DCMS commissions consortium to create 5G network ‘windtunnel’ that can accurately predict how thousands of expected sites needed will perform
The Department for Culture, Media and Sport (DCMS) has commissioned Ordnance Survey (OS) to develop a virtual network environment that can be used by mobile operators to deploy 5G networks.
OS will work with others, including the Met Office and the 5G Innovation Centre (5GIC) at the University of Surrey, to rollout the platform in Bournemouth, which is a national test bed for 5G. If it is successful, the system could be scaled up to cover the entire of UK.
The rollout of 5G will require the use of high frequency spectrum that has limited range and is more susceptible to factors such as construction materials, foliage and weather. This means more sites will be needed to ensure seamless coverage for the IoT, self-driving cars and smart city applications.
Read More: What is 5G and why is it different?
The idea is that the virtual environment will allow network planners to see where 5G antennas should be deployed to minimise interference rather than a costly exercise of trial and error. The platform will even include future building applications so testers can even see the impact over an extended period of time.
The consortium claims the predicted performance of a 5G network can be done within minutes.
“The purpose is to deploy 5G quickly and efficiently,” said Andrew Loveless, OS commercial director. “Linking OS data to spectrum information and meteorological data will deliver faster speeds and better coverage to connected devices, all the while helping keep rollout costs to a minimum.

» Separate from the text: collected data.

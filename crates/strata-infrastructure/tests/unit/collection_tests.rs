//! Service Collection Tests

use strata_domain::error::Error;
use strata_domain::ports::{BaseRegistrationRequest, ContainerAdapter, RegistrationKind};
use strata_domain::value_objects::{DuplicatePolicy, Lifetime, ServiceKey, TypeRef};
use strata_infrastructure::container::{Activation, ServiceCollection};

use crate::utils::{app, logger};

fn request(
    service: TypeRef,
    implementation: &str,
    policy: DuplicatePolicy,
    key: Option<ServiceKey>,
) -> BaseRegistrationRequest {
    BaseRegistrationRequest {
        service_type: service,
        implementation_type: app(implementation),
        lifetime: Lifetime::Singleton,
        duplicate_policy: policy,
        kind: RegistrationKind::Direct,
        key,
    }
}

fn implementations(services: &ServiceCollection, service: &TypeRef) -> Vec<String> {
    services
        .descriptors_for_service(service)
        .iter()
        .map(|d| d.activation.implementation().to_string())
        .collect()
}

#[test]
fn test_add_policy_keeps_every_registration() {
    let mut services = ServiceCollection::new();

    for name in ["ConsoleLogger", "FileLogger"] {
        let added = services
            .try_add_base_registration(&request(logger(), name, DuplicatePolicy::Add, None))
            .expect("add should succeed");
        assert!(added);
    }

    assert_eq!(
        implementations(&services, &logger()),
        vec!["App.ConsoleLogger", "App.FileLogger"]
    );
}

#[test]
fn test_skip_policy_keeps_existing() {
    let mut services = ServiceCollection::new();
    services
        .try_add_base_registration(&request(logger(), "ConsoleLogger", DuplicatePolicy::Add, None))
        .expect("add should succeed");

    let added = services
        .try_add_base_registration(&request(logger(), "FileLogger", DuplicatePolicy::Skip, None))
        .expect("skip should succeed");

    assert!(!added);
    assert_eq!(implementations(&services, &logger()), vec!["App.ConsoleLogger"]);
}

#[test]
fn test_replace_policy_removes_existing() {
    let mut services = ServiceCollection::new();
    services
        .try_add_base_registration(&request(logger(), "ConsoleLogger", DuplicatePolicy::Add, None))
        .expect("add should succeed");

    services
        .try_add_base_registration(&request(logger(), "FileLogger", DuplicatePolicy::Replace, None))
        .expect("replace should succeed");

    assert_eq!(implementations(&services, &logger()), vec!["App.FileLogger"]);
}

#[test]
fn test_throw_policy_reports_key() {
    let mut services = ServiceCollection::new();
    let key = Some(ServiceKey::from("files"));
    services
        .try_add_base_registration(&request(logger(), "ConsoleLogger", DuplicatePolicy::Add, key.clone()))
        .expect("add should succeed");

    let error = services
        .try_add_base_registration(&request(logger(), "FileLogger", DuplicatePolicy::Throw, key))
        .expect_err("duplicate must fail");

    match error {
        Error::DuplicateRegistration { service, key, implementation } => {
            assert_eq!(service, "App.ILogger");
            assert_eq!(key, " [key files]");
            assert_eq!(implementation, "App.FileLogger");
        }
        other => panic!("Expected DuplicateRegistration, got {other:?}"),
    }
}

#[test]
fn test_policies_compare_keys() {
    let mut services = ServiceCollection::new();
    services
        .try_add_base_registration(&request(logger(), "ConsoleLogger", DuplicatePolicy::Add, None))
        .expect("add should succeed");

    let added = services
        .try_add_base_registration(&request(
            logger(),
            "FileLogger",
            DuplicatePolicy::Throw,
            Some(ServiceKey::from(7)),
        ))
        .expect("different key is not a duplicate");

    assert!(added);
    assert!(services.contains(&logger(), Some(&ServiceKey::from(7))));
    assert!(services.contains(&logger(), None));
}

#[test]
fn test_forward_registration_records_target() {
    let mut services = ServiceCollection::new();
    let mut forward = request(logger(), "ConsoleLogger", DuplicatePolicy::Add, None);
    forward.kind = RegistrationKind::Forward;

    services
        .try_add_base_registration(&forward)
        .expect("add should succeed");

    assert!(matches!(
        services.descriptors()[0].activation,
        Activation::Forward { .. }
    ));
}

#[test]
fn test_replace_descriptors_keeps_service_position() {
    let mut services = ServiceCollection::new();
    for (service, name) in [
        (app("ConsoleLogger"), "ConsoleLogger"),
        (logger(), "ConsoleLogger"),
        (logger(), "FileLogger"),
        (app("FileLogger"), "FileLogger"),
    ] {
        services
            .try_add_base_registration(&request(service, name, DuplicatePolicy::Add, None))
            .expect("add should succeed");
    }

    let mut replacement = services.descriptors_for_service(&logger());
    replacement.reverse();
    services.replace_descriptors_for_service(&logger(), replacement);

    let order: Vec<String> = services
        .descriptors()
        .iter()
        .map(|d| format!("{}={}", d.service_type, d.activation.implementation()))
        .collect();
    assert_eq!(
        order,
        vec![
            "App.ConsoleLogger=App.ConsoleLogger",
            "App.ILogger=App.FileLogger",
            "App.ILogger=App.ConsoleLogger",
            "App.FileLogger=App.FileLogger",
        ]
    );
}

#[test]
fn test_keyed_layer_support_is_configurable() {
    assert!(ServiceCollection::new().supports_keyed_layers());
    assert!(!ServiceCollection::new().without_keyed_layers().supports_keyed_layers());
}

“In creating a highly accurate digital model of the real world, with added in attributes and intelligence, OS is taking mapping and data visualisation to unprecedented new levels with what can be achieved, complementing the government’s Digital Britain strategy.”
Last month, Matthew Hancock spoke of the need for the UK to have a pure fibre network and 5G connectivity and he expressed his hope that the digital mapping platform would help achieve this goal.
“Our ambition is to be a world leader in 5G technology, which is why we are investing in research and demonstration initiatives like this groundbreaking 5G mapping pilot,” he said. “It’s is projects such as this which will make sure the UK can harness the potential of this exciting technology and help build the hyper-connected Britain we all want to see.”
The first commercial 5G networks are expected to go live at the end of the decade, bringing faster speeds, greater capacity and low latency.
“The consortium has world class and highly complementary expertise,” said Professor Rahim Tafazolli, director of the 5GIC. “We are looking forward to this collaboration immensely in developing a state-of–the-art planning tool that enable fast and cost-effective deployment of 5G network by industry.”